- [THE INPUT]:
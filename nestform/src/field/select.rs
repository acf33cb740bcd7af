//! Choice field.

use log::warn;
use nestform_model::{AttributeSchema, Choice, Value};
use serde_json::json;

use super::LeafKind;
use crate::view::{RawInput, View};

/// Choices and selection mode.
#[derive(Debug, Clone, Default)]
pub struct SelectOptions {
    pub multiple: bool,
    /// Selection that means "nothing chosen".
    pub null_value: String,
    pub choices: Vec<Choice>,
}

impl SelectOptions {
    pub fn from_attribute(attribute: &AttributeSchema) -> Self {
        Self {
            multiple: attribute.multiple,
            null_value: String::new(),
            choices: attribute.choices.clone(),
        }
    }

    pub fn multiple(mut self) -> Self {
        self.multiple = true;
        self
    }

    pub fn choice(mut self, val: impl Into<String>, label: impl Into<String>) -> Self {
        self.choices.push(Choice::new(val, label));
        self
    }
}

#[derive(Debug, Clone, Default)]
pub struct Select {
    options: SelectOptions,
}

impl Select {
    pub fn new(options: SelectOptions) -> Self {
        Self { options }
    }

    pub fn options(&self) -> &SelectOptions {
        &self.options
    }

    fn selection(&self, mut values: Vec<String>) -> Option<Value> {
        if !self.options.multiple {
            values.truncate(1);
        }
        values.retain(|v| *v != self.options.null_value);
        if values.is_empty() {
            return None;
        }
        Some(Value::List(values.into_iter().map(Value::String).collect()))
    }
}

/// Identifier of a choice given as initial data.
fn choice_id(value: Value) -> Value {
    match value {
        Value::Record(record) => record
            .id()
            .map(|id| Value::String(id.to_string()))
            .unwrap_or_default(),
        Value::Map(mut map) => map.remove("id").unwrap_or_default(),
        other => other,
    }
}

impl LeafKind for Select {
    const TEMPLATE: &'static str = "editor-select";

    fn read(&self, name: &str, view: &dyn View) -> Option<Value> {
        match view.input(name)? {
            RawInput::Selected(values) => self.selection(values),
            RawInput::Text(value) => self.selection(vec![value]),
            RawInput::Checked(token) => {
                warn!("[input] '{}' expected a selection, got checked token {:?}", name, token);
                None
            }
        }
    }

    fn post_process(&self, raw: Value) -> Value {
        if self.options.multiple {
            return raw;
        }
        match raw {
            Value::List(items) => items.into_iter().next().unwrap_or_default(),
            other => other,
        }
    }

    fn normalize_initial(&self, initial: Option<Value>) -> Option<Value> {
        let items = match initial {
            None | Some(Value::Null) => Vec::new(),
            Some(Value::List(items)) => items,
            Some(other) => vec![other],
        };
        Some(Value::List(items.into_iter().map(choice_id).collect()))
    }

    fn initial_input(&self, initial: &Value) -> Option<RawInput> {
        let selected: Vec<String> = initial
            .as_list()?
            .iter()
            .filter_map(Value::to_input_text)
            .collect();
        if selected.is_empty() {
            return None;
        }
        Some(RawInput::Selected(selected))
    }

    fn extend_view_data(&self, required: bool, data: &mut serde_json::Map<String, serde_json::Value>) {
        let mut choices = Vec::with_capacity(self.options.choices.len() + 1);
        if !required && !self.options.multiple {
            choices.push(Choice::new(self.options.null_value.clone(), "--"));
        }
        choices.extend(self.options.choices.iter().cloned());

        data.insert("multiple".to_string(), json!(self.options.multiple));
        data.insert("options".to_string(), json!([{ "label": "", "options": choices }]));
    }
}

#[cfg(test)]
mod tests {
    use std::sync::Arc;

    use super::*;
    use crate::event::Signal;
    use crate::field::{FieldOptions, Leaf};
    use crate::validation::ValidatorRegistry;
    use crate::view::MemoryView;
    use nestform_model::{ModelClass, Record, Schema};

    fn colors() -> SelectOptions {
        SelectOptions::default()
            .choice("r", "Red")
            .choice("g", "Green")
    }

    fn field(options: FieldOptions, select: SelectOptions) -> Leaf<Select> {
        Leaf::new(options, Select::new(select), &ValidatorRegistry::default()).unwrap()
    }

    #[test]
    fn test_single_selection_unwraps() {
        let mut field = field(FieldOptions::new("color"), colors());
        let mut view = MemoryView::new().with_selected("color", ["g"]);

        assert_eq!(field.get_value(&view), Some(Value::List(vec!["g".into()])));
        assert_eq!(field.validate(&mut view), Signal::pass("color", Some("g".into())));
    }

    #[test]
    fn test_null_token_is_absent() {
        let mut field = field(FieldOptions::new("color").required(), colors());
        let mut view = MemoryView::new().with_selected("color", [""]);

        assert_eq!(field.get_value(&view), None);
        assert!(!field.validate(&mut view).is_pass());
    }

    #[test]
    fn test_multiple_keeps_list() {
        let mut field = field(FieldOptions::new("colors"), colors().multiple());
        let mut view = MemoryView::new().with_selected("colors", ["r", "g"]);

        assert_eq!(
            field.validate(&mut view),
            Signal::pass("colors", Some(Value::List(vec!["r".into(), "g".into()])))
        );

        view.set_selected("colors", Vec::<String>::new());
        assert_eq!(field.validate(&mut view), Signal::pass("colors", None));
    }

    #[test]
    fn test_initial_data_normalized_to_ids() {
        let field_missing = field(FieldOptions::new("color"), colors());
        assert_eq!(field_missing.initial_data(), Some(&Value::List(vec![])));

        let field_scalar = field(FieldOptions::new("color").initial("r"), colors());
        assert_eq!(field_scalar.initial_data(), Some(&Value::List(vec!["r".into()])));

        let class = Arc::new(ModelClass::new("color", "Color", Schema::new()));
        let id = uuid::Uuid::new_v4();
        let record = Record::with_id(class, id);
        let field_record = field(FieldOptions::new("color").initial(record), colors());
        assert_eq!(
            field_record.initial_data(),
            Some(&Value::List(vec![Value::String(id.to_string())]))
        );
    }

    #[test]
    fn test_serialize_prepends_blank_choice() {
        let optional = field(FieldOptions::new("color"), colors()).serialize();
        assert_eq!(
            optional["options"][0]["options"],
            json!([
                {"val": "", "label": "--"},
                {"val": "r", "label": "Red"},
                {"val": "g", "label": "Green"}
            ])
        );

        let required = field(FieldOptions::new("color").required(), colors()).serialize();
        assert_eq!(required["options"][0]["options"].as_array().unwrap().len(), 2);

        let multiple = field(FieldOptions::new("color"), colors().multiple()).serialize();
        assert_eq!(multiple["options"][0]["options"].as_array().unwrap().len(), 2);
        assert_eq!(multiple["multiple"], true);
    }
}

- [EXERCISE REQUIREMENTS]:
Please find, in the entries above, every line where "FieldOptions" occurs, and copy it.

- [SOLVED EXERCISE]:
    use crate::field::{FieldOptions, Leaf};
    fn field(options: FieldOptions, select: SelectOptions) -> Leaf<Select> {
        let mut field = field(FieldOptions::new("color"), colors());
        let mut field = field(FieldOptions::new("color").required(), colors());
        let mut field = field(FieldOptions::new("colors"), colors().multiple());
        let field_missing = field(FieldOptions::new("color"), colors());
        let field_scalar = field(FieldOptions::new("color").initial("r"), colors());
        let field_record = field(FieldOptions::new("color").initial(record), colors());
        let optional = field(FieldOptions::new("color"), colors()).serialize();
        let required = field(FieldOptions::new("color").required(), colors()).serialize();
        let multiple = field(FieldOptions::new("color"), colors().multiple()).serialize();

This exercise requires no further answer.